Holiday’s recording career was precocious: she made her first records in 1933, with a small group headed by Benny Goodman (who wasn’t yet a big-band leader). On the very first page of the first chapter, Szwed writes wisely about the timing of Holiday’s own book, nothing that at the time it was published, “jazz had moved from being the popular music of 1940s America to a more rarefied place in the public view.” This fact, for Szwed, mitigated the response that Holiday’s book received. The critics now defending jazz were mainly “closet high modernists who wanted no mention of drugs, whorehouses, or lynching brought into discussions of the music.” And those are among the subjects addressed, in unsparing detail, in Holiday’s book. (Among the critics who attacked the book was Whitney Balliett, this magazine’s longtime jazz critic, who wrote about it in the Saturday Review.)
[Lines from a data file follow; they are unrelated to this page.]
//! HTTP route definitions

use std::time::Duration;

use axum::{
    extract::{rejection::JsonRejection, FromRequest, Path, State},
    http::{header, Method, StatusCode},
    response::{IntoResponse, Json, Response},
    routing::{get, post},
    Router,
};
use serde::{Deserialize, Serialize};
use tower_http::{
    compression::CompressionLayer, cors::CorsLayer, timeout::TimeoutLayer, trace::TraceLayer,
};
use tracing::debug;
use uuid::Uuid;

use crate::app::AppState;
use crate::relay::{RaceSession, RaceSnapshot, RelayError, UserId};
use crate::util::time::uptime_secs;
use crate::ws::handler::ws_handler;

/// Upper bound on a single HTTP request
const REQUEST_TIMEOUT: Duration = Duration::from_secs(10);

/// Build the application router
pub fn build_router(state: AppState) -> Router {
    // CORS configuration - support multiple origins (comma-separated in CLIENT_ORIGIN)
    let allowed_origins: Vec<header::HeaderValue> = state
        .config
        .client_origin
        .split(',')
        .filter_map(|s| s.trim().parse::<header::HeaderValue>().ok())
        .collect();

    let cors = CorsLayer::new()
        .allow_origin(allowed_origins)
        .allow_methods([Method::GET, Method::POST, Method::OPTIONS])
        .allow_headers([header::CONTENT_TYPE])
        .allow_credentials(true);

    let race_routes = Router::new()
        .route("/create", post(race_create_handler))
        .route("/join", post(race_join_handler))
        .route("/update", post(race_update_handler))
        .route("/:session_id", get(race_get_handler));

    Router::new()
        .route("/health", get(health_handler))
        .route("/ws", get(ws_handler))
        .nest("/api/games/race", race_routes)
        .layer(CompressionLayer::new())
        .layer(TimeoutLayer::new(REQUEST_TIMEOUT))
        .layer(TraceLayer::new_for_http())
        .layer(cors)
        .with_state(state)
}

// ============================================================================
// Health endpoint
// ============================================================================

#[derive(Serialize)]
struct HealthResponse {
    status: &'static str,
    uptime_secs: u64,
    active_arenas: usize,
    race_sessions: usize,
}

async fn health_handler(State(state): State<AppState>) -> Json<HealthResponse> {
    Json(HealthResponse {
        status: "ok",
        uptime_secs: uptime_secs(),
        active_arenas: state.arena_registry.active_arenas(),
        race_sessions: state.relay.session_count(),
    })
}

// ============================================================================
// Race relay endpoints
// ============================================================================

#[derive(Deserialize)]
#[serde(rename_all = "camelCase")]
struct CreateRaceRequest {
    user_id: UserId,
}

#[derive(Serialize)]
#[serde(rename_all = "camelCase")]
struct CreateRaceResponse {
    session_id: Uuid,
}

async fn race_create_handler(
    State(state): State<AppState>,
    ApiJson(req): ApiJson<CreateRaceRequest>,
) -> Json<CreateRaceResponse> {
    let session_id = state.relay.create_session(req.user_id);
    Json(CreateRaceResponse { session_id })
}

#[derive(Deserialize)]
#[serde(rename_all = "camelCase")]
struct JoinRaceRequest {
    session_id: String,
    user_id: UserId,
}

#[derive(Serialize)]
struct JoinRaceResponse {
    success: bool,
    seed: u32,
}

async fn race_join_handler(
    State(state): State<AppState>,
    ApiJson(req): ApiJson<JoinRaceRequest>,
) -> Result<Json<JoinRaceResponse>, AppError> {
    let session_id = parse_session_id(&req.session_id)
        .ok_or_else(|| AppError::BadRequest(RelayError::SessionNotFound.to_string()))?;

    let seed = state
        .relay
        .join_session(&session_id, req.user_id)
        .map_err(|e| AppError::BadRequest(e.to_string()))?;

    Ok(Json(JoinRaceResponse {
        success: true,
        seed,
    }))
}

#[derive(Deserialize)]
#[serde(rename_all = "camelCase")]
struct UpdateRaceRequest {
    session_id: String,
    user_id: UserId,
    x: f32,
    score: f32,
    #[serde(default)]
    avoided: u32,
}

/// Reports for unknown sessions or players are dropped with an empty 204
async fn race_update_handler(
    State(state): State<AppState>,
    ApiJson(req): ApiJson<UpdateRaceRequest>,
) -> Result<Response, AppError> {
    let Some(session_id) = parse_session_id(&req.session_id) else {
        return Ok(StatusCode::NO_CONTENT.into_response());
    };

    match state
        .relay
        .update_player(&session_id, &req.user_id, req.x, req.score, req.avoided)
    {
        Ok(snapshot) => Ok(Json::<RaceSnapshot>(snapshot).into_response()),
        Err(RelayError::SessionNotFound | RelayError::PlayerNotFound) => {
            debug!(session_id = %session_id, user_id = %req.user_id, "Dropped race update");
            Ok(StatusCode::NO_CONTENT.into_response())
        }
        Err(e) => Err(AppError::BadRequest(e.to_string())),
    }
}

async fn race_get_handler(
    State(state): State<AppState>,
    Path(session_id): Path<String>,
) -> Result<Json<RaceSession>, AppError> {
    parse_session_id(&session_id)
        .and_then(|id| state.relay.get_session(&id))
        .map(Json)
        .ok_or_else(|| AppError::NotFound(RelayError::SessionNotFound.to_string()))
}

fn parse_session_id(raw: &str) -> Option<Uuid> {
    Uuid::parse_str(raw.trim()).ok()
}

// ============================================================================
// Error handling
// ============================================================================

/// JSON body extractor that reports bad bodies as `AppError`
#[derive(FromRequest)]
#[from_request(via(Json), rejection(AppError))]
struct ApiJson<T>(T);

#[derive(Debug, thiserror::Error)]
pub enum AppError {
    #[error("Bad request: {0}")]
    BadRequest(String),

    #[error("Not found: {0}")]
    NotFound(String),
}

impl From<JsonRejection> for AppError {
    fn from(rejection: JsonRejection) -> Self {
        AppError::BadRequest(rejection.body_text())
    }
}

impl IntoResponse for AppError {
    fn into_response(self) -> axum::response::Response {
        let (status, message) = match &self {
            AppError::BadRequest(msg) => (StatusCode::BAD_REQUEST, msg.clone()),
            AppError::NotFound(msg) => (StatusCode::NOT_FOUND, msg.clone()),
        };

        let body = serde_json::json!({
            "error": message
        });

        (status, Json(body)).into_response()
    }
}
The first section of Szwed’s book is one of the most briskly revealing pieces of jazz biography that I’ve read. First, he establishes the bona fides of William Dufty, Holiday’s collaborator on the book, rescuing him from charges of being a hack. Dufty was an award-winning journalist at the New York Post at a time when it was a leading liberal paper; he and his wife, Maely Daniele, a longtime friend of Holiday’s, welcomed her to their apartment as “a place of refuge from the police, her husband Louis McKay, reporters, and the various unsavory figures who haunted her life.” Dufty did the actual writing, based on long and detailed conversations with Holiday augmented by archival research that sparked her recollections.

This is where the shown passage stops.